Огромная сила живописи снова поразила Павла Михайловича. В этот раз он не пошел в церковь к двенадцати часам, несмотря на уговоры родных, а лишь слушал с наслаждением колокольный звон сорока сороков московских церквей. Звон успокаивал, вновь навевая лирическое настроение. Иные звонари, несомненно, владели подлинным искусством. Искусство же в любом его проявлении никогда не могло оставлять Третьякова равнодушным.
Дела в пасхальные каникулы не отвлекали, и Павел Михайлович занялся перепиской, которой накопилось достаточно. Первым делом следовало ответить художнику Флавицкому относительно «Княжны Таракановой». Иметь ее он очень хочет, но на предложенную цену согласиться не может. Павел Михайлович надеется на уступку, еще не предполагая, что переписка о картине будет долгой и что в его собрание она попадет лишь в 1867 году, после смерти художника.
Затем Третьяков принимается за письмо в Италию Риццони. В прошлом письме он сказал художнику: «Радует меня очень то, что Вы своими работами не довольны, это знак хороший». Надеется, что тот правильно поймет его. Третьяков ведь и к себе так же придирчиво и требовательно относится. Однако, может, у художника действительно неудачи, возможно, и денег совсем нет? Интересно еще, как там Трутнев? И Павел Михайлович пишет в другом письме: «Поцелуйте милейшего Ивана Петровича Трутнева… Что он поделывает? Не нужны ли ему деньги? Вам также не нужны ли?» Сейчас вновь пришло письмо из Италии. Следует скорее ответить. За границей, вдали от родной земли, писем ведь особенно ждешь.
Ну а после деловой переписки приятно и с другом побеседовать. Письмо от Тимофея Жегина только что пришло, как всегда разудалое, веселое и заботливое. «На Пасху, — писал Тимофей, — всю неделю ел, а ел потому, что баба моя заморила меня с голоду в пост, а страстную неделю и говорить нечего и уверяет меня, что поститься необходимо для детей. Зачем спрашиваю обманывать детей? Пожалуйста, говорит мне баба, не рассуждай и не развращай юношества. Замолк я и постился».

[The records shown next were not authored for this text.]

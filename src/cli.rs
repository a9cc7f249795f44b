//! CLI argument parsing for covert-metrics

use clap::{Args, Parser, Subcommand, ValueEnum};
use std::path::PathBuf;

/// Output format for analysis reports
#[derive(Debug, Clone, Copy, PartialEq, Eq, ValueEnum)]
pub enum OutputFormat {
    /// Human-readable text summary (default)
    Text,
    /// JSON format for machine parsing
    Json,
    /// CSV format for spreadsheet analysis and charting
    Csv,
}

#[derive(Parser, Debug)]
#[command(name = "covert-metrics")]
#[command(version)]
#[command(
    about = "Throughput, detection and mitigation metrics from covert-channel experiment logs",
    long_about = None
)]
pub struct Cli {
    /// TOML analysis configuration (thresholds, conditions, detector logs)
    #[arg(short, long, value_name = "FILE", global = true)]
    pub config: Option<PathBuf>,

    /// Output format
    #[arg(long = "format", value_enum, default_value = "text", global = true)]
    pub format: OutputFormat,

    /// Enable debug tracing output to stderr
    #[arg(long = "debug", global = true)]
    pub debug: bool,

    #[command(subcommand)]
    pub command: Command,
}

#[derive(Subcommand, Debug)]
pub enum Command {
    /// Channel capacity per condition from receiver logs
    Capacity(ConditionArgs),

    /// Detector accuracy on a covert corpus against a normal corpus
    Detection(DetectionArgs),

    /// Mitigation effectiveness against the baseline condition
    Mitigation(MitigationArgs),

    /// Round-trip latency added by the delaying proxy
    Latency(LatencyArgs),
}

#[derive(Args, Debug, Default)]
pub struct ConditionArgs {
    /// Receiver log of one condition (repeatable), appended to the configured ones
    #[arg(long = "condition", value_name = "LABEL=PATH", value_parser = parse_labeled_path)]
    pub conditions: Vec<(String, PathBuf)>,

    /// Symbols the condition's encoding spends per byte (repeatable)
    #[arg(long = "symbols", value_name = "LABEL=N", value_parser = parse_labeled_symbols)]
    pub symbols: Vec<(String, u32)>,
}

#[derive(Args, Debug)]
pub struct DetectionArgs {
    /// Detector log captured during covert transmissions
    #[arg(long, value_name = "PATH")]
    pub covert: PathBuf,

    /// Detector log captured during normal traffic
    #[arg(long, value_name = "PATH")]
    pub normal: PathBuf,

    /// Read every score occurrence instead of one per threat assessment
    #[arg(long)]
    pub narrative: bool,

    /// Override the detection threshold
    #[arg(long, value_name = "SCORE")]
    pub threshold: Option<f64>,
}

#[derive(Args, Debug)]
pub struct MitigationArgs {
    #[command(flatten)]
    pub conditions: ConditionArgs,

    /// Narrative proxy log of one mitigation strategy (repeatable)
    #[arg(long = "detector", value_name = "LABEL=PATH", value_parser = parse_labeled_path)]
    pub detectors: Vec<(String, PathBuf)>,

    /// Label of the unmitigated condition
    #[arg(long, value_name = "LABEL")]
    pub baseline: Option<String>,
}

#[derive(Args, Debug)]
pub struct LatencyArgs {
    /// Ping output of one run (repeatable)
    #[arg(long = "ping", value_name = "PATH", required = true)]
    pub pings: Vec<PathBuf>,

    /// Proxy log of the run at the same position (repeatable)
    #[arg(long = "proxy", value_name = "PATH")]
    pub proxies: Vec<PathBuf>,
}

fn split_label(value: &str) -> Result<(&str, &str), String> {
    match value.split_once('=') {
        Some((label, rest)) if !label.trim().is_empty() && !rest.is_empty() => {
            Ok((label.trim(), rest))
        }
        _ => Err(format!("expected LABEL=VALUE, got '{}'", value)),
    }
}

/// Parse `LABEL=PATH`
pub fn parse_labeled_path(value: &str) -> Result<(String, PathBuf), String> {
    let (label, path) = split_label(value)?;
    Ok((label.to_string(), PathBuf::from(path)))
}

/// Parse `LABEL=N` with `N >= 1`
pub fn parse_labeled_symbols(value: &str) -> Result<(String, u32), String> {
    let (label, n) = split_label(value)?;
    let n: u32 = n
        .parse()
        .map_err(|_| format!("symbols per byte must be a positive integer, got '{}'", n))?;
    if n == 0 {
        return Err("symbols per byte must be at least 1".to_string());
    }
    Ok((label.to_string(), n))
}

#[cfg(test)]
mod tests {
    use super::*;

    #[test]
    fn test_cli_capacity_conditions() {
        let cli = Cli::parse_from([
            "covert-metrics",
            "capacity",
            "--condition",
            "No Mitigation=logs/none.txt",
            "--condition",
            "Typed=logs/typed.txt",
            "--symbols",
            "Typed=4",
        ]);
        let Command::Capacity(args) = cli.command else {
            panic!("expected capacity subcommand");
        };
        assert_eq!(args.conditions.len(), 2);
        assert_eq!(args.conditions[0].0, "No Mitigation");
        assert_eq!(args.conditions[0].1, PathBuf::from("logs/none.txt"));
        assert_eq!(args.symbols, vec![("Typed".to_string(), 4)]);
    }

    #[test]
    fn test_cli_format_default_text() {
        let cli = Cli::parse_from(["covert-metrics", "capacity"]);
        assert_eq!(cli.format, OutputFormat::Text);
        assert!(!cli.debug);
        assert!(cli.config.is_none());
    }

    #[test]
    fn test_cli_global_options_after_subcommand() {
        let cli = Cli::parse_from([
            "covert-metrics",
            "capacity",
            "--format",
            "json",
            "--debug",
            "--config",
            "analysis.toml",
        ]);
        assert_eq!(cli.format, OutputFormat::Json);
        assert!(cli.debug);
        assert_eq!(cli.config, Some(PathBuf::from("analysis.toml")));
    }

    #[test]
    fn test_cli_detection_args() {
        let cli = Cli::parse_from([
            "covert-metrics",
            "detection",
            "--covert",
            "covert.log",
            "--normal",
            "normal.log",
            "--threshold",
            "750",
        ]);
        let Command::Detection(args) = cli.command else {
            panic!("expected detection subcommand");
        };
        assert_eq!(args.covert, PathBuf::from("covert.log"));
        assert_eq!(args.threshold, Some(750.0));
        assert!(!args.narrative);
    }

    #[test]
    fn test_cli_detection_requires_both_corpora() {
        let result = Cli::try_parse_from(["covert-metrics", "detection", "--covert", "c.log"]);
        assert!(result.is_err());
    }

    #[test]
    fn test_cli_mitigation_args() {
        let cli = Cli::parse_from([
            "covert-metrics",
            "mitigation",
            "--condition",
            "Drop Strategy=drop.txt",
            "--detector",
            "Drop Strategy=drop-mitm.log",
            "--baseline",
            "Baseline",
        ]);
        let Command::Mitigation(args) = cli.command else {
            panic!("expected mitigation subcommand");
        };
        assert_eq!(args.conditions.conditions.len(), 1);
        assert_eq!(args.detectors[0].1, PathBuf::from("drop-mitm.log"));
        assert_eq!(args.baseline.as_deref(), Some("Baseline"));
    }

    #[test]
    fn test_cli_latency_requires_ping() {
        assert!(Cli::try_parse_from(["covert-metrics", "latency"]).is_err());
        let cli = Cli::parse_from(["covert-metrics", "latency", "--ping", "p1.txt", "--ping", "p2.txt"]);
        let Command::Latency(args) = cli.command else {
            panic!("expected latency subcommand");
        };
        assert_eq!(args.pings.len(), 2);
        assert!(args.proxies.is_empty());
    }

    #[test]
    fn test_parse_labeled_path() {
        assert_eq!(
            parse_labeled_path("Typed Small With 5ms Delay=typed_small.txt_5.txt").unwrap(),
            (
                "Typed Small With 5ms Delay".to_string(),
                PathBuf::from("typed_small.txt_5.txt")
            )
        );
        assert!(parse_labeled_path("no-separator").is_err());
        assert!(parse_labeled_path("=path").is_err());
        assert!(parse_labeled_path("label=").is_err());
    }

    #[test]
    fn test_parse_labeled_symbols() {
        assert_eq!(parse_labeled_symbols("Typed=4").unwrap(), ("Typed".to_string(), 4));
        assert!(parse_labeled_symbols("Typed=0").is_err());
        assert!(parse_labeled_symbols("Typed=four").is_err());
    }
}
use crate::estimator::{mean, EstimateResult, Estimator, MetricDomain};
use crate::parser::PingRun;
use serde::{Deserialize, Serialize};

/// Derived values of one ping run
#[derive(Debug, Clone, Copy, PartialEq, Serialize, Deserialize)]
pub struct LatencyRunMetrics {
    #[serde(skip_serializing_if = "Option::is_none")]
    pub mean_rtt_ms: Option<f64>,
    #[serde(skip_serializing_if = "Option::is_none")]
    pub mean_added_delay_ms: Option<f64>,
    pub transmitted: u64,
    pub received: u64,
    pub loss_percent: f64,
    pub elapsed_s: f64,
}

/// Latency impact of the delaying proxy across runs
#[derive(Debug, Clone, PartialEq, Serialize, Deserialize)]
pub struct LatencyMetrics {
    pub runs: Vec<LatencyRunMetrics>,
    /// Estimate over the per-run mean RTTs
    pub rtt_ms: EstimateResult,
    /// Estimate over the per-run mean added delays
    pub added_delay_ms: EstimateResult,
}

fn optional_mean(samples: &[f64]) -> Option<f64> {
    (!samples.is_empty()).then(|| mean(samples))
}

pub fn derive_latency(runs: &[PingRun], estimator: &Estimator) -> LatencyMetrics {
    let runs: Vec<LatencyRunMetrics> = runs
        .iter()
        .map(|run| {
            let delays: Vec<f64> = run.added_delays_ms.iter().map(|&d| d as f64).collect();
            let summary = run.summary;
            LatencyRunMetrics {
                mean_rtt_ms: optional_mean(&run.rtts_ms),
                mean_added_delay_ms: optional_mean(&delays),
                transmitted: summary.map_or(0, |s| s.transmitted),
                received: summary.map_or(0, |s| s.received),
                loss_percent: summary.map_or(0.0, |s| s.loss_percent),
                elapsed_s: summary
                    .and_then(|s| s.elapsed_ms)
                    .map_or(0.0, |ms| ms as f64 / 1000.0),
            }
        })
        .collect();

    let rtts: Vec<f64> = runs.iter().filter_map(|r| r.mean_rtt_ms).collect();
    let delays: Vec<f64> = runs.iter().filter_map(|r| r.mean_added_delay_ms).collect();

    LatencyMetrics {
        rtt_ms: estimator.estimate(&rtts, MetricDomain::NonNegative),
        added_delay_ms: estimator.estimate(&delays, MetricDomain::NonNegative),
        runs,
    }
}

#[cfg(test)]
mod tests {
    use super::*;
    use crate::parser::PingSummary;

    #[test]
    fn test_derive_latency() {
        let runs = vec![
            PingRun {
                rtts_ms: vec![100.0, 300.0],
                summary: Some(PingSummary {
                    transmitted: 10,
                    received: 9,
                    loss_percent: 10.0,
                    elapsed_ms: Some(9500),
                }),
                added_delays_ms: vec![50, 150],
            },
            PingRun {
                rtts_ms: vec![400.0],
                summary: None,
                added_delays_ms: vec![],
            },
        ];

        let m = derive_latency(&runs, &Estimator::default());

        assert_eq!(m.runs[0].mean_rtt_ms, Some(200.0));
        assert_eq!(m.runs[0].mean_added_delay_ms, Some(100.0));
        assert_eq!(m.runs[0].elapsed_s, 9.5);
        assert_eq!(m.runs[1].transmitted, 0);
        assert_eq!(m.runs[1].mean_added_delay_ms, None);
        assert_eq!(m.rtt_ms.mean, Some(300.0));
        assert_eq!(m.rtt_ms.samples, 2);
        assert_eq!(m.added_delay_ms.samples, 1);
    }
}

Ухмыляется Павел Михайлович. Дорогой его друг фарисействовать не любит, священного благоговения не испытывает, режет грубовато, но откровенно, тем и мил ему. Дальше пишет еще менее почтительно о властях светских: «Сейчас говорят, что наследник помре. Какой будет траур? Опять не торговать?»
— Ох, Тимофей, нет на вас управы, — качает головой Третьяков. — В письме-то бы так не следовало. Ну что еще отчебучите?
А еще Тимофей предлагает познакомить Павла с милыми девицами, не все, мол, холостяком ходить. Пишет тоном игривым, думает серьезно. Павел Михайлович немедля садится за ответ.
«Хотел начать по-христиански: Христос Воскрес! Да что подумал, не в коня корм — басурманин ведь Вы!» — отвечает тоже весело, но обстоятельно. А на предложение Жегина об устройстве его судьбы пишет так:
«Хотя о серьезных вещах, самых серьезных в жизни, и не говорят шутя, но из Ваших милых шуток могло бы может быть и путное выйти, если б это было ранее, теперь же это не возможно. Я еще на свободе, но морально связан».
15 апреля 1865 года, когда писалось письмо, Павел Михайлович уже твердо решил жениться. В июле своему знакомому Лосеву он сказал еще конкретнее, отказываясь от любезного приглашения погостить: «Я… никак не могу им воспользоваться, потому что с 18-го числа я жених, а невеста моя (Вера Николаевна Мамонтова) живет за 30 верст от города, то, разумеется, стараясь бывать у нее как можно чаще, я не могу и думать поехать к Вам».
Так долго Павел Михайлович таил свою любовь поначалу даже от самого себя, а знакомым только под конец раскрылся, что многие писали ему тогда, как Лосев, узнав о его женитьбе: «Вы вполне архимандрит… ежели бы не Вы сами мне написали, то я и не поверил бы».
Свадьба состоялась в августе, 22-го числа. Вера Николаевна к этому времени уже потеряла своих родителей, и свадьбу играли в Кирееве — имении дяди, ее крестного, Ивана Федоровича Мамонтова, отца Саввы Ивановича — одареннейшего человека, создавшего позже у себя в Абрамцеве интересный художественный кружок.